Governance Committee
Laura G. Kelly (Chair)
The Governance Committee identifies, evaluates, and recruits qualified individuals to stand for election to the Board, recommends corporate governance policy changes, reviews executive succession planning, and evaluates Board performance. The Governance Committee will consider candidates recommended by stockholders, provided such recommendations are made in accordance with the procedures set forth in the “Governance Committee Nomination Policy” attached to its charter, discussed in greater detail in “Stockholder Recommended Director Candidates,” above.
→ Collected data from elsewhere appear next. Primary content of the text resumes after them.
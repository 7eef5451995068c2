//! Distributed single-leader election interface.
//!
//! The scheduler does not implement fenced locking itself; it consumes an
//! implementation through [`FencedLockManager`]. Leadership transitions are
//! delivered as [`LockEvent`]s on an mpsc channel owned by the consumer,
//! which linearizes them on a single task regardless of which thread the
//! lock driver produced them on.

use std::fmt;

use async_trait::async_trait;
use tokio::sync::mpsc;

/// Name of a distributed lock. Exactly one holder exists per name across
/// the cluster at any instant.
#[derive(Debug, Clone, PartialEq, Eq, Hash)]
pub struct LockName(String);

impl LockName {
    pub fn new(name: impl Into<String>) -> Self {
        Self(name.into())
    }

    pub fn as_str(&self) -> &str {
        &self.0
    }
}

impl fmt::Display for LockName {
    fn fmt(&self, f: &mut fmt::Formatter<'_>) -> fmt::Result {
        f.write_str(&self.0)
    }
}

impl From<&str> for LockName {
    fn from(name: &str) -> Self {
        Self::new(name)
    }
}

/// Leadership transition for an asynchronously contended lock.
#[derive(Debug, Clone, Copy, PartialEq, Eq)]
pub enum LockEvent {
    /// This contender now holds the lock.
    Acquired,
    /// This contender no longer holds the lock (IO fault, eviction, or
    /// explicit cancellation).
    Released,
}

/// Asynchronous single-leader election keyed by lock name.
///
/// Contract:
/// - `acquire_lock_async` starts a background contender that keeps
///   competing for the lock until cancelled. Every transition is reported
///   on `events`; `Acquired`/`Released` may interleave any number of times
///   over a contender's lifetime.
/// - Exactly one contender across all processes holds a given lock name at
///   any instant.
/// - Events may be produced from any task or thread; consumers must not
///   assume same-task delivery.
/// - `cancel_async_lock_acquiring` withdraws the contender, releasing the
///   lock (with a final `Released` event) if currently held, and drops the
///   event sender.
#[async_trait]
pub trait FencedLockManager: Send + Sync {
    async fn acquire_lock_async(&self, lock_name: &LockName, events: mpsc::Sender<LockEvent>);

    async fn cancel_async_lock_acquiring(&self, lock_name: &LockName);
}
All members of the Governance Committee are independent.
Matthew C. Flanigan
Jacque R. Fiegel
Curtis A. Campbell
Meetings in
FY2022: 5


Risk and Compliance Committee
Thomas A. Wimsett (Chair)
The Risk and Compliance Committee reviews the Company’s compliance practices, reviews enterprise risks, oversees the Company’s risk assessment and management programs, reviews risk preparedness and mitigation, monitors regulatory compliance and oversees response to regulatory requirements. All members of the Risk and Compliance Committee are independent. Please see “Risk Oversight” above for further information about the Risk and Compliance Committee’s risk management responsibilities.
Jacque R. Fiegel
Laura G. Kelly
Shruti S. Miyashiro
Curtis A. Campbell
Meetings in
FY2022: 8

Compensation Committee Interlocks and Insider Participation

During our 2022 fiscal year, Ms. Miyashiro and Messrs. Flanigan, Wilson, and Brown served on the Human Capital & Compensation Committee. None of the members of the Human Capital & Compensation Committee is currently or was formerly an officer or employee of the Company. Until July 2022, Ms. Miyashiro was President and CEO of Orange County’s Credit Union, which is a customer of the Company as described below in “Certain Relationships and Related Transactions.” There are no other Human Capital & Compensation Committee interlocks and no insider participation in compensation decisions that are required to be reported under the SEC’s rules and regulations.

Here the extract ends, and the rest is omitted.